Write out each line from the data below that includes the word "replace".

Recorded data
┏━━

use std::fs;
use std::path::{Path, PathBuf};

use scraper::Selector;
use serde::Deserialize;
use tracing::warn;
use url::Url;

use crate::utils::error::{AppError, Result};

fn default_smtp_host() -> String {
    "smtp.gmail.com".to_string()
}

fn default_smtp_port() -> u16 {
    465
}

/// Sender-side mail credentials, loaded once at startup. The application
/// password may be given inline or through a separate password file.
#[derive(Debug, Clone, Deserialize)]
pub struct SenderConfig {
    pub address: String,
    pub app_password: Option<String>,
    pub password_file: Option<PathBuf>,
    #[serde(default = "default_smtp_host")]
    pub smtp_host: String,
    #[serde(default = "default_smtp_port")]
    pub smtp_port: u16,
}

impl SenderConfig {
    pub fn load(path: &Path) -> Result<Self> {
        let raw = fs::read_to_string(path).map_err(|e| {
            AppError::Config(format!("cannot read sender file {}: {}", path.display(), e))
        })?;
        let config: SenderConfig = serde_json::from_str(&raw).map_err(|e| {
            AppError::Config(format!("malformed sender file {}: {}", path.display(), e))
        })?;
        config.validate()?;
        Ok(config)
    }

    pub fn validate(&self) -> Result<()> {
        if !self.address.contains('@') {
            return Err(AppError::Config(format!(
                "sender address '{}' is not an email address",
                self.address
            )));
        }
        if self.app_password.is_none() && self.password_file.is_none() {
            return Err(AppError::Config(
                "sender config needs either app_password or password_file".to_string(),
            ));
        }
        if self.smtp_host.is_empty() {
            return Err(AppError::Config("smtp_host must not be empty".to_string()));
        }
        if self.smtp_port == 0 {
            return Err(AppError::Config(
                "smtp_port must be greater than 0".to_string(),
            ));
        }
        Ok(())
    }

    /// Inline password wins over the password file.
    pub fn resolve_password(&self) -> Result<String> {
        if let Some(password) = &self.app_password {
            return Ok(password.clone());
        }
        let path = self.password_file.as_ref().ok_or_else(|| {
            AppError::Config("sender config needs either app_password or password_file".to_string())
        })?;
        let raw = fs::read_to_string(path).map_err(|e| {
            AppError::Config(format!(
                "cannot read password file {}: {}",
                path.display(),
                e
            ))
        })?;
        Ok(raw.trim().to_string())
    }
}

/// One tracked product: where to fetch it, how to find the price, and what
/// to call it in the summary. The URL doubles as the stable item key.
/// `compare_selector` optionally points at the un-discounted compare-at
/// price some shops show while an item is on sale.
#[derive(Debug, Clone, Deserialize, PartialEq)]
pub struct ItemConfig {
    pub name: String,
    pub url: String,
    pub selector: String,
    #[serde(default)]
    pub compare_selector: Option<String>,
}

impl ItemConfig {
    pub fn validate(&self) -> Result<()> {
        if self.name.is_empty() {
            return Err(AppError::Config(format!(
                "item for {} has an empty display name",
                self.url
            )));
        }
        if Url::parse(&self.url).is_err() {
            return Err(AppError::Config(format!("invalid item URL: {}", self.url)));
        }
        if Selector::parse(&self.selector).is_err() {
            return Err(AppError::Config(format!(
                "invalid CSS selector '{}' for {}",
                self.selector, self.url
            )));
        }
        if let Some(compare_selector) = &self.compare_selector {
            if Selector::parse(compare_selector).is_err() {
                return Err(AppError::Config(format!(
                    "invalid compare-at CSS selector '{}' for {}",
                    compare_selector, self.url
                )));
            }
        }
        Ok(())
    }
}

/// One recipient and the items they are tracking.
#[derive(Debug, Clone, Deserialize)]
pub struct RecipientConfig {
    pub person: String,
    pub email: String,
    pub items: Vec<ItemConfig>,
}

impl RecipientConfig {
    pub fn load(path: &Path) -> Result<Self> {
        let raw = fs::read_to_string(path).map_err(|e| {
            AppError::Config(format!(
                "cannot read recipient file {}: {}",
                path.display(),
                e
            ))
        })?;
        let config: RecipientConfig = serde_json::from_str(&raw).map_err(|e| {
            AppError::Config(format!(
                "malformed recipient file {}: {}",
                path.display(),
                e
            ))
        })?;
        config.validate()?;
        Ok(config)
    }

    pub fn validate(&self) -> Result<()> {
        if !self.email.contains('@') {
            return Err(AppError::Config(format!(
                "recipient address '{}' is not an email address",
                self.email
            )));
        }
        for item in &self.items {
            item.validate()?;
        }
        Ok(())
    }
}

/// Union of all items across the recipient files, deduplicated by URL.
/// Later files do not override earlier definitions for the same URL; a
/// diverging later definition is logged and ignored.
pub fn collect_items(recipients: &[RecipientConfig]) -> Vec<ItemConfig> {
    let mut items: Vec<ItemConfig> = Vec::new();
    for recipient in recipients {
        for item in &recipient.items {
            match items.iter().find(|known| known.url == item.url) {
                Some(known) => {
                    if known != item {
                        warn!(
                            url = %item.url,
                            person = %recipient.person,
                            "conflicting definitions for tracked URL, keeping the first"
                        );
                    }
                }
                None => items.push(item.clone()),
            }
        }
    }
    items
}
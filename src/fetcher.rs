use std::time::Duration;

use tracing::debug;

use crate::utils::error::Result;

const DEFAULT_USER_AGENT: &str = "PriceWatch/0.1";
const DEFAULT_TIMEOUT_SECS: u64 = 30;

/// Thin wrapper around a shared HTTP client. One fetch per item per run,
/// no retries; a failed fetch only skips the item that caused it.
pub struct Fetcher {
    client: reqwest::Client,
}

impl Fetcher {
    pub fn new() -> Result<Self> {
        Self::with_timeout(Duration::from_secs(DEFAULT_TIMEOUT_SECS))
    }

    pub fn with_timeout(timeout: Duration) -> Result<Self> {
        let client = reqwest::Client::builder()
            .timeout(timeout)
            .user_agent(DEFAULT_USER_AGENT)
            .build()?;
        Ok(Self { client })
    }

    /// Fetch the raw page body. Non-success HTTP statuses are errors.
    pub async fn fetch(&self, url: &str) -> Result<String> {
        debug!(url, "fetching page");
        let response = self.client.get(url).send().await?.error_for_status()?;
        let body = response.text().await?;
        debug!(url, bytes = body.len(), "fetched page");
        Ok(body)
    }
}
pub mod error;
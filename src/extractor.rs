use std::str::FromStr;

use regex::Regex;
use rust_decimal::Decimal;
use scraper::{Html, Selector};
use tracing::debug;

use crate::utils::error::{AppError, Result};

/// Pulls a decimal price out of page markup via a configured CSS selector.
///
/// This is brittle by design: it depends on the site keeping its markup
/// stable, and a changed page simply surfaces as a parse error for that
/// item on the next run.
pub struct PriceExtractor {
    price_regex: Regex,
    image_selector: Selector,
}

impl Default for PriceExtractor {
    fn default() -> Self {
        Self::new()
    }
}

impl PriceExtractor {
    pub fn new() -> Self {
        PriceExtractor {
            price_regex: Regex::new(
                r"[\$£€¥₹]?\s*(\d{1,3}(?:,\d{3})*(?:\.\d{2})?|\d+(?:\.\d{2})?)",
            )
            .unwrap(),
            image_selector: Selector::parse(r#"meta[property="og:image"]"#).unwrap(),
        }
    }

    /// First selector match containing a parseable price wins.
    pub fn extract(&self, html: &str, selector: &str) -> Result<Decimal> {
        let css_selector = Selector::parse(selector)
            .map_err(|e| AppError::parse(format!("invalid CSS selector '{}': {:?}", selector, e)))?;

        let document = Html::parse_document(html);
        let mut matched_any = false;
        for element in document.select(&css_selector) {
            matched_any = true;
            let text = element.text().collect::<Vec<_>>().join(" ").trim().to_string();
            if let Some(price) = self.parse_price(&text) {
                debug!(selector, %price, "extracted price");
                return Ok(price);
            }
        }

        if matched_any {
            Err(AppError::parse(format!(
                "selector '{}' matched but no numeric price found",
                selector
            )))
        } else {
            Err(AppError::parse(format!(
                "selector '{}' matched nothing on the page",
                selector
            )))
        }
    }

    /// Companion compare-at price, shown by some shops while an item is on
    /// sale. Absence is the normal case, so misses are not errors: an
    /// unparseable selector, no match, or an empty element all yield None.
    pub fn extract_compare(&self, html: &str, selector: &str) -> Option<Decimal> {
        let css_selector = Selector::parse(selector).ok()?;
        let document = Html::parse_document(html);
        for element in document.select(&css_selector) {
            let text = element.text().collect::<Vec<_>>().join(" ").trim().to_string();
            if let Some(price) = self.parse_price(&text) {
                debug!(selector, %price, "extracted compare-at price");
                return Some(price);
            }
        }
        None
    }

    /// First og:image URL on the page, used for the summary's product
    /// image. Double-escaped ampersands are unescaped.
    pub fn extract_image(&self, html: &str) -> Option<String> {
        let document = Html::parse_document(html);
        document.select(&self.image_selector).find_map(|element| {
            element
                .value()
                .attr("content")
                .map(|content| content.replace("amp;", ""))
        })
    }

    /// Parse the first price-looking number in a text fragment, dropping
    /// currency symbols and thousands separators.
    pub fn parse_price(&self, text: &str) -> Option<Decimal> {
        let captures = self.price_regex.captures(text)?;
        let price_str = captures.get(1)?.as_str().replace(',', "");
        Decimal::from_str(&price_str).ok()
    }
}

┗━━

**Solved problem:**
                .map(|content| content.replace("amp;", ""))
        let price_str = captures.get(1)?.as_str().replace(',', "");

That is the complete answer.